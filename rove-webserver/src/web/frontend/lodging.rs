use maud::Markup;
use rocket::{
    self,
    form::{self, Contextual, Form},
    get, post,
    request::FlashMessage,
    response::{Flash, Redirect},
    uri, FromForm,
};

use super::{view, Result};
use crate::web::{guards::*, sqlite::Connections};
use rove_application::{error::AppError, prelude as flows};
use rove_core::{
    entities::*,
    pagination::{
        PageRequest, LODGINGS_PER_PAGE, VISITS_OF_LODGING_PAGE_PER_PAGE, VISITS_PER_PAGE,
    },
    repositories::{LodgingRepo, PostRepo},
    usecases::{self, Error as BusinessError},
};

#[derive(Debug, FromForm)]
pub struct LodgingForm {
    #[field(validate = len(1..=30))]
    name: String,
    #[field(validate = len(1..=40))]
    location: String,
}

const LODGING_FIELDS: &[&str] = &["name", "location"];

#[derive(Debug, FromForm)]
pub struct VisitForm {
    cost: u32,
    #[field(validate = range(1..=5))]
    rating: u8,
    #[field(validate = len(1..=60))]
    comment: String,
}

const VISIT_FIELDS: &[&str] = &["cost", "rating", "comment"];

#[get("/lodgings?<page>")]
pub fn get_lodgings(
    identity: Option<Identity>,
    flash: Option<FlashMessage>,
    db: Connections,
    page: Option<u64>,
) -> Result<Markup> {
    let lodgings = db
        .shared()?
        .all_lodgings(&PageRequest::new(page, LODGINGS_PER_PAGE))?;
    Ok(view::lodgings(
        identity.as_ref().map(Identity::account),
        flash,
        &lodgings,
    ))
}

#[get("/lodgings/create")]
pub fn get_lodging_create(identity: Identity) -> Markup {
    view::lodging_form(identity.account(), &view::FormData::default())
}

#[post("/lodgings/create", data = "<form>")]
pub fn post_lodging_create(
    identity: Identity,
    db: Connections,
    form: Form<Contextual<'_, LodgingForm>>,
) -> Result {
    let form = form.into_inner();
    let Some(LodgingForm { name, location }) = form.value else {
        let data = view::FormData::from_context(&form.context, LODGING_FIELDS);
        return Ok(view::lodging_form(identity.account(), &data).into());
    };
    flows::create_lodging(&db, NewLodging { name, location })?;
    Ok(Flash::success(
        Redirect::to(uri!(get_lodgings(_))),
        "New lodging has been created!",
    )
    .into())
}

#[get("/lodging/<lodging_id>?<page>")]
pub fn get_lodging(
    identity: Option<Identity>,
    db: Connections,
    lodging_id: i64,
    page: Option<u64>,
) -> Result<Markup> {
    let (lodging, visits) = {
        let db = db.shared()?;
        let lodging = db.get_lodging(lodging_id.into())?;
        let visits = db.visits_of_lodging(
            lodging.id,
            &PageRequest::new(page, VISITS_OF_LODGING_PAGE_PER_PAGE),
        )?;
        (lodging, usecases::load_visit_page_posts(&db, visits)?)
    };
    Ok(view::lodging(
        identity.as_ref().map(Identity::account),
        &lodging,
        &visits,
    ))
}

#[get("/lodging/<lodging_id>/visits?<page>")]
pub fn get_lodging_visits(
    identity: Option<Identity>,
    db: Connections,
    lodging_id: i64,
    page: Option<u64>,
) -> Result<Markup> {
    let (lodging, visits) = {
        let db = db.shared()?;
        let lodging = db.get_lodging(lodging_id.into())?;
        let visits =
            db.visits_of_lodging(lodging.id, &PageRequest::new(page, VISITS_PER_PAGE))?;
        (lodging, usecases::load_visit_page_posts(&db, visits)?)
    };
    Ok(view::lodging_visits(
        identity.as_ref().map(Identity::account),
        &lodging,
        &visits,
    ))
}

#[get("/post/<post_id>/select_lodging?<page>")]
pub fn get_select_lodging(
    identity: Identity,
    db: Connections,
    post_id: i64,
    page: Option<u64>,
) -> Result<Markup> {
    let (post, lodgings) = {
        let db = db.shared()?;
        let post = usecases::get_own_post(&db, identity.id(), post_id.into())?;
        (
            post,
            db.all_lodgings(&PageRequest::new(page, LODGINGS_PER_PAGE))?,
        )
    };
    Ok(view::select_lodging(identity.account(), post.id, &lodgings))
}

fn load_own_post_and_lodging(
    db: &Connections,
    identity: &Identity,
    post_id: PostId,
    lodging_id: LodgingId,
) -> Result<(Post, Lodging)> {
    let db = db.shared()?;
    let post = usecases::get_own_post(&db, identity.id(), post_id)?;
    let lodging = db.get_lodging(lodging_id)?;
    Ok((post, lodging))
}

#[get("/post/<post_id>/add/lodging/<lodging_id>")]
pub fn get_visit_create(
    identity: Identity,
    db: Connections,
    post_id: i64,
    lodging_id: i64,
) -> Result<Markup> {
    let (post, lodging) =
        load_own_post_and_lodging(&db, &identity, post_id.into(), lodging_id.into())?;
    Ok(view::visit_form(
        identity.account(),
        post.id,
        &lodging,
        &view::FormData::default(),
    ))
}

#[post("/post/<post_id>/add/lodging/<lodging_id>", data = "<form>")]
pub fn post_visit_create(
    identity: Identity,
    db: Connections,
    post_id: i64,
    lodging_id: i64,
    form: Form<Contextual<'_, VisitForm>>,
) -> Result {
    let (post, lodging) =
        load_own_post_and_lodging(&db, &identity, post_id.into(), lodging_id.into())?;
    let mut form = form.into_inner();
    if let Some(VisitForm {
        cost,
        rating,
        comment,
    }) = form.value.take()
    {
        let visit = NewLodgingVisit {
            post_id: post.id,
            lodging_id: lodging.id,
            cost,
            rating,
            comment,
        };
        let back = Redirect::to(uri!(super::post::get_your_posts(identity.id().to_inner(), _)));
        match flows::add_lodging_visit(&db, identity.id(), visit) {
            Ok(_) => {
                return Ok(
                    Flash::success(back, "The Lodging visit has been added to your Post!").into(),
                );
            }
            Err(AppError::Business(BusinessError::LodgingVisitExists)) => {
                return Ok(Flash::error(back, "The Post already has a lodging visit").into());
            }
            Err(AppError::Business(BusinessError::RatingValue)) => {
                form.context.push_error(
                    form::Error::validation("The rating must be between 1 and 5.")
                        .with_name("rating"),
                );
            }
            Err(err) => return Err(err.into()),
        }
    }
    let data = view::FormData::from_context(&form.context, VISIT_FIELDS);
    Ok(view::visit_form(identity.account(), post.id, &lodging, &data).into())
}

#[get("/<post_id>/visit", rank = 2)]
pub fn get_post_visit(identity: Identity, db: Connections, post_id: i64) -> Result<Markup> {
    let (post, visit, lodging) = {
        let db = db.shared()?;
        let post = db.get_post(post_id.into())?;
        let Some(visit) = db.try_get_visit_of_post(post.id)? else {
            return Err(rove_core::repositories::Error::NotFound.into());
        };
        let lodging = db.get_lodging(visit.lodging_id)?;
        (post, visit, lodging)
    };
    Ok(view::visit(identity.account(), &post, &visit, &lodging))
}
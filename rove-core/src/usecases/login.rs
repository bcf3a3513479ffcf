use super::prelude::*;

pub struct Credentials<'a> {
    pub user_name: &'a str,
    pub password: &'a str,
}

/// An unknown user name and a wrong password are indistinguishable
/// for the caller.
pub fn login_with_user_name<R>(repo: &R, login: &Credentials) -> Result<Account>
where
    R: AccountRepo,
{
    match repo.try_get_account_by_user_name(login.user_name)? {
        Some(account) if account.password.verify(login.password) => Ok(account),
        _ => Err(Error::Credentials),
    }
}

◇ ◇ ◇

- Task brief -
Sift through the entries and copy every line with "return".

- Problem solution -
        return Ok(view::lodging_form(identity.account(), &data).into());
                return Ok(
                return Ok(Flash::error(back, "The Post already has a lodging visit").into());
            Err(err) => return Err(err.into()),
            return Err(rove_core::repositories::Error::NotFound.into());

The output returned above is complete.